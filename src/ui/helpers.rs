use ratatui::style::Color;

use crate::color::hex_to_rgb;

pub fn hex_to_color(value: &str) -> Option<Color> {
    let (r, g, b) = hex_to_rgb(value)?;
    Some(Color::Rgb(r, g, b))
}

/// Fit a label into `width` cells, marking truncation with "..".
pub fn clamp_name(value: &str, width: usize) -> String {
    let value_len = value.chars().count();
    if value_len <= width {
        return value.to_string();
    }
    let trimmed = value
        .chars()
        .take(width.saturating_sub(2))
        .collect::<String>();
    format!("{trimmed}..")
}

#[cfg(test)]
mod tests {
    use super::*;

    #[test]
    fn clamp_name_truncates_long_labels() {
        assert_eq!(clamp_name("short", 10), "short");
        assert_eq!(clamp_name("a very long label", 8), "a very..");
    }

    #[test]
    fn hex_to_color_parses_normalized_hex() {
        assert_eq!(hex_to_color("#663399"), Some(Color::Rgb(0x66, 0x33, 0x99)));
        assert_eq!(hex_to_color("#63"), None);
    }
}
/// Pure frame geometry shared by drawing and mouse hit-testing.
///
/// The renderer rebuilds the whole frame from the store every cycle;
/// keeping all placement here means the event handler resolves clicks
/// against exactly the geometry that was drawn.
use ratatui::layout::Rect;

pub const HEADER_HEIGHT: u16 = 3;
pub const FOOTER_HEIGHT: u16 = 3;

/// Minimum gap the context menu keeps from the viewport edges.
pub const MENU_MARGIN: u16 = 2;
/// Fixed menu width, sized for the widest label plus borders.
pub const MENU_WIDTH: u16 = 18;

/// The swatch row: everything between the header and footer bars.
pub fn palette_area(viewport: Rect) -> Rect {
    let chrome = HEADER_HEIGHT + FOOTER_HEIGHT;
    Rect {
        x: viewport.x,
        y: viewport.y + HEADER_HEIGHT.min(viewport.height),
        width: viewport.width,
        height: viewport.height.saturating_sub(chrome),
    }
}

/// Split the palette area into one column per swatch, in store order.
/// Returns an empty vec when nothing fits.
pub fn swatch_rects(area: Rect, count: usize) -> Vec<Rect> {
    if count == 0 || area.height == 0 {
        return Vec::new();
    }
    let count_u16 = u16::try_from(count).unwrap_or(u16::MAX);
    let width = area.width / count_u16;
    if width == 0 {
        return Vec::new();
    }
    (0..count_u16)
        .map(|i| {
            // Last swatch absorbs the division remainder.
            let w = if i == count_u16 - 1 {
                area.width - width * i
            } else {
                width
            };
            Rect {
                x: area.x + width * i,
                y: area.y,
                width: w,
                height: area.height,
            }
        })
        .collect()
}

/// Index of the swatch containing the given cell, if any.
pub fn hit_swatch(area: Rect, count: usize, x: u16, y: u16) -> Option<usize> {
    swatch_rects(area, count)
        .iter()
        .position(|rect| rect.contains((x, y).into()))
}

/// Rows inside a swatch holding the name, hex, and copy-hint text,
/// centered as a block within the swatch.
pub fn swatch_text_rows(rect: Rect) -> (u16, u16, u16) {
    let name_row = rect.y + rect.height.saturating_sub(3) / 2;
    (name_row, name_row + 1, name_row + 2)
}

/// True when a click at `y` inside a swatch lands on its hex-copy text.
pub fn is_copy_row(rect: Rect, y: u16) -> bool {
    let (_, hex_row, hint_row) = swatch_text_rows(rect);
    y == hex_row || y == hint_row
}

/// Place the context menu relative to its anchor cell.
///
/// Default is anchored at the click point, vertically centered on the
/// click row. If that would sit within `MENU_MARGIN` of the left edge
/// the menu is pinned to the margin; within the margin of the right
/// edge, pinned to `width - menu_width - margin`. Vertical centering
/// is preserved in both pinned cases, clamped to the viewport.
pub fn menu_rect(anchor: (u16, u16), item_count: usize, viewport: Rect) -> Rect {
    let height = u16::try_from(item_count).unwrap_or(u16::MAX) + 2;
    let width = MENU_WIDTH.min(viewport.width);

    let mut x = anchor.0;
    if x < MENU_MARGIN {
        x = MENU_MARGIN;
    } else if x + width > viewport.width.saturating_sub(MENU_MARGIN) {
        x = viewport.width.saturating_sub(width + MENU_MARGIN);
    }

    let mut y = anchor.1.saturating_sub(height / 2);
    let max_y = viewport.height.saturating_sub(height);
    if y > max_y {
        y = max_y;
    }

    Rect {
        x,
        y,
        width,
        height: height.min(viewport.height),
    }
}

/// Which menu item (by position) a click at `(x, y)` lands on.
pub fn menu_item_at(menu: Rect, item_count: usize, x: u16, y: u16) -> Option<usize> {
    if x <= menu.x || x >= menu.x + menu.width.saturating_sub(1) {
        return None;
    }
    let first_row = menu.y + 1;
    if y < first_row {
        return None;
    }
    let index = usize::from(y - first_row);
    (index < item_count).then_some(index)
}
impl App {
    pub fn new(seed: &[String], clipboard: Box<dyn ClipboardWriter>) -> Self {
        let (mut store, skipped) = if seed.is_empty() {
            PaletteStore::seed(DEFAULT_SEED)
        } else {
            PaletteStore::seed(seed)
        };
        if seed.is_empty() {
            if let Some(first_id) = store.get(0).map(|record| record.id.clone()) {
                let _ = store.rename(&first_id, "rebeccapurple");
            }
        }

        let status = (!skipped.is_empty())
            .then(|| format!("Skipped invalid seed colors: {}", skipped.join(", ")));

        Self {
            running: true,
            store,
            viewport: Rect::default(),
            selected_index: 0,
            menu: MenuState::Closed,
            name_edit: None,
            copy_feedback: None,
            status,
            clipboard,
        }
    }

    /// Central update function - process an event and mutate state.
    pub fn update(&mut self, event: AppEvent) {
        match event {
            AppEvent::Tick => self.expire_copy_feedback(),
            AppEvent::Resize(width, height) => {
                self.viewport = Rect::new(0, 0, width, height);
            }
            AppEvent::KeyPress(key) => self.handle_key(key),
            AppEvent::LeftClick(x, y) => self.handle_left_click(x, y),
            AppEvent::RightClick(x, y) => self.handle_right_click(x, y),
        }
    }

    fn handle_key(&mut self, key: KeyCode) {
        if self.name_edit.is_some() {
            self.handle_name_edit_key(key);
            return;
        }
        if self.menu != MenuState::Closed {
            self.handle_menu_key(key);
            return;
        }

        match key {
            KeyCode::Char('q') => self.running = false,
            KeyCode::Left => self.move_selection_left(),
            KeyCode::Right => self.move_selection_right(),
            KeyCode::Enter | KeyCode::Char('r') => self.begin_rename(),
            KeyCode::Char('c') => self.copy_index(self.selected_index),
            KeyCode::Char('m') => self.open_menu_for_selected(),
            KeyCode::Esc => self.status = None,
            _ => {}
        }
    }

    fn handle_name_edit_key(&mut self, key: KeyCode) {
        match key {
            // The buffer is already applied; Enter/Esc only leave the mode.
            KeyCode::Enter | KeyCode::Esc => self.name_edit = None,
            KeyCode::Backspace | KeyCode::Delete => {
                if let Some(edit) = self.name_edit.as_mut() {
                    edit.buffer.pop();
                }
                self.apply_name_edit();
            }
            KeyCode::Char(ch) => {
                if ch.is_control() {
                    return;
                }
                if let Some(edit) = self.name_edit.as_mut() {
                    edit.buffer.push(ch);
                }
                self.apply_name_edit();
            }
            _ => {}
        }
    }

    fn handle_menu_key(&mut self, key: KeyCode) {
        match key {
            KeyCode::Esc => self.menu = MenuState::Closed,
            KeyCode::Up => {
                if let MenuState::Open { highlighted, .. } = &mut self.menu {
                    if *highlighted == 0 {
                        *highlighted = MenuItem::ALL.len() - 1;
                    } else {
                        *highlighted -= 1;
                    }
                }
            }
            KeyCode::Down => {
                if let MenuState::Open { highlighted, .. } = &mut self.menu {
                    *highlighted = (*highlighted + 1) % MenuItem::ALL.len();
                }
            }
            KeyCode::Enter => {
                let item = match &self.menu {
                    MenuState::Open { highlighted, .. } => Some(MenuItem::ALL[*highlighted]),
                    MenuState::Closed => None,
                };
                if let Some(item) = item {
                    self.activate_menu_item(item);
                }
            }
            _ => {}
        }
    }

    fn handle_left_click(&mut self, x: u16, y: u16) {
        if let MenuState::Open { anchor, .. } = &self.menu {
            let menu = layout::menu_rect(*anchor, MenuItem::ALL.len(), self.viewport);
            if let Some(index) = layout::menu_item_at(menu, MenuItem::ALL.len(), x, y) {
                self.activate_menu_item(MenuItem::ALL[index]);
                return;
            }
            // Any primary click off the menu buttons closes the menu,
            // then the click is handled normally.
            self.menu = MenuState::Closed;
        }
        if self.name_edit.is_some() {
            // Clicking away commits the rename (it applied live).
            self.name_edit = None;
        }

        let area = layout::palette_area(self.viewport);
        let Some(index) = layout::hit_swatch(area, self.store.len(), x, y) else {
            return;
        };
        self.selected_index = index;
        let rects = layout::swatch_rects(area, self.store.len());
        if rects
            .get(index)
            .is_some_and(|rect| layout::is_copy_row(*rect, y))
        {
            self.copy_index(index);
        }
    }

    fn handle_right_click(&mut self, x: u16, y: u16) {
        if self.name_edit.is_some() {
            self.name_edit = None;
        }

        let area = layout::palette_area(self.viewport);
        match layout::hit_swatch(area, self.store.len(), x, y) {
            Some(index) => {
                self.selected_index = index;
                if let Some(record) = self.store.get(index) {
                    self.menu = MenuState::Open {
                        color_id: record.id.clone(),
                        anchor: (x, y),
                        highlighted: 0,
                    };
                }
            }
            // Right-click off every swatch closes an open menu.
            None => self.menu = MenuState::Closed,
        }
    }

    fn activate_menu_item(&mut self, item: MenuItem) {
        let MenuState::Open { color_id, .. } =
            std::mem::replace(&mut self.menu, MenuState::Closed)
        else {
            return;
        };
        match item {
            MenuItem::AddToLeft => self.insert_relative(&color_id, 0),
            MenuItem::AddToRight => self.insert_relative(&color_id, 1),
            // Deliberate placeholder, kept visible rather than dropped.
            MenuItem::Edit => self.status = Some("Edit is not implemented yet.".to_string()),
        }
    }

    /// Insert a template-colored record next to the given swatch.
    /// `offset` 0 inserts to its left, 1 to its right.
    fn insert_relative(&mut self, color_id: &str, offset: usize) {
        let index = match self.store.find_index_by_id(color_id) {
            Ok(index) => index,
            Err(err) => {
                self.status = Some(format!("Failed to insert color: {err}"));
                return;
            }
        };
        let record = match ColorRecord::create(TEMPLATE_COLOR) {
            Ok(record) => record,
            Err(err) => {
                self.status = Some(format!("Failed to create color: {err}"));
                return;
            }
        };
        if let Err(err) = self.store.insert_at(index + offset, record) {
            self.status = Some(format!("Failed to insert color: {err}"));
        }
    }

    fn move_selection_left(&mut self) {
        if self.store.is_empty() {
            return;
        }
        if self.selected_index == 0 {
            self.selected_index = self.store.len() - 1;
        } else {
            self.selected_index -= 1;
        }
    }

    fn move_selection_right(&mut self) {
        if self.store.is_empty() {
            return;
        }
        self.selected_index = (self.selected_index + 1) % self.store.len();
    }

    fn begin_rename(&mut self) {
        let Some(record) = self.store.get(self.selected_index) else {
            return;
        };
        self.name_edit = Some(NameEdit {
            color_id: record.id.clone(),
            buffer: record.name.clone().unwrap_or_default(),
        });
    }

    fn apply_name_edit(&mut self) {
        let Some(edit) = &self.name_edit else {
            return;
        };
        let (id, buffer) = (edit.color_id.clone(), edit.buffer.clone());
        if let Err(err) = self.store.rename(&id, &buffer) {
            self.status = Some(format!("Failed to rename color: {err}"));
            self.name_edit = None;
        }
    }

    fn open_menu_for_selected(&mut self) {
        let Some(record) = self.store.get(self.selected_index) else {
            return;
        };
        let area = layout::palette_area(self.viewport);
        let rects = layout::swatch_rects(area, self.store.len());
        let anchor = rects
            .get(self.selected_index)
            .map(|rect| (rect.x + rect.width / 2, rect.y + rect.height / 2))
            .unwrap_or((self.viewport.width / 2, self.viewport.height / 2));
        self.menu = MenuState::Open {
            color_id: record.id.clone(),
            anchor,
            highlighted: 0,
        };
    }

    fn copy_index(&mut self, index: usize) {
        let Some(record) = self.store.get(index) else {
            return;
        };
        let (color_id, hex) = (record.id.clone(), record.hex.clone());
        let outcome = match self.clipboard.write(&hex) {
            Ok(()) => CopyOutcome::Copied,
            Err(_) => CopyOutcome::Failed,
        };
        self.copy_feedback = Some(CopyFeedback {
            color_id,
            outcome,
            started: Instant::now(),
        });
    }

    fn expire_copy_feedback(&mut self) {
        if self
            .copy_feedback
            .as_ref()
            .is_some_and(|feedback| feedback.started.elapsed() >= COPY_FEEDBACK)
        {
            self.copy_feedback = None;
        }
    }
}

──────────

**YOUR GOAL**
Print the records above verbatim from their first line to the line containing "pub const MENU_WIDTH: u16 = 18;", both included, and stop there.

**ANSWER BELOW**
filename src/ui/helpers.rs
use ratatui::style::Color;

use crate::color::hex_to_rgb;

pub fn hex_to_color(value: &str) -> Option<Color> {
    let (r, g, b) = hex_to_rgb(value)?;
    Some(Color::Rgb(r, g, b))
}

/// Fit a label into `width` cells, marking truncation with "..".
pub fn clamp_name(value: &str, width: usize) -> String {
    let value_len = value.chars().count();
    if value_len <= width {
        return value.to_string();
    }
    let trimmed = value
        .chars()
        .take(width.saturating_sub(2))
        .collect::<String>();
    format!("{trimmed}..")
}

#[cfg(test)]
mod tests {
    use super::*;

    #[test]
    fn clamp_name_truncates_long_labels() {
        assert_eq!(clamp_name("short", 10), "short");
        assert_eq!(clamp_name("a very long label", 8), "a very..");
    }

    #[test]
    fn hex_to_color_parses_normalized_hex() {
        assert_eq!(hex_to_color("#663399"), Some(Color::Rgb(0x66, 0x33, 0x99)));
        assert_eq!(hex_to_color("#63"), None);
    }
}
/// Pure frame geometry shared by drawing and mouse hit-testing.
///
/// The renderer rebuilds the whole frame from the store every cycle;
/// keeping all placement here means the event handler resolves clicks
/// against exactly the geometry that was drawn.
use ratatui::layout::Rect;

pub const HEADER_HEIGHT: u16 = 3;
pub const FOOTER_HEIGHT: u16 = 3;

/// Minimum gap the context menu keeps from the viewport edges.
pub const MENU_MARGIN: u16 = 2;
/// Fixed menu width, sized for the widest label plus borders.
pub const MENU_WIDTH: u16 = 18;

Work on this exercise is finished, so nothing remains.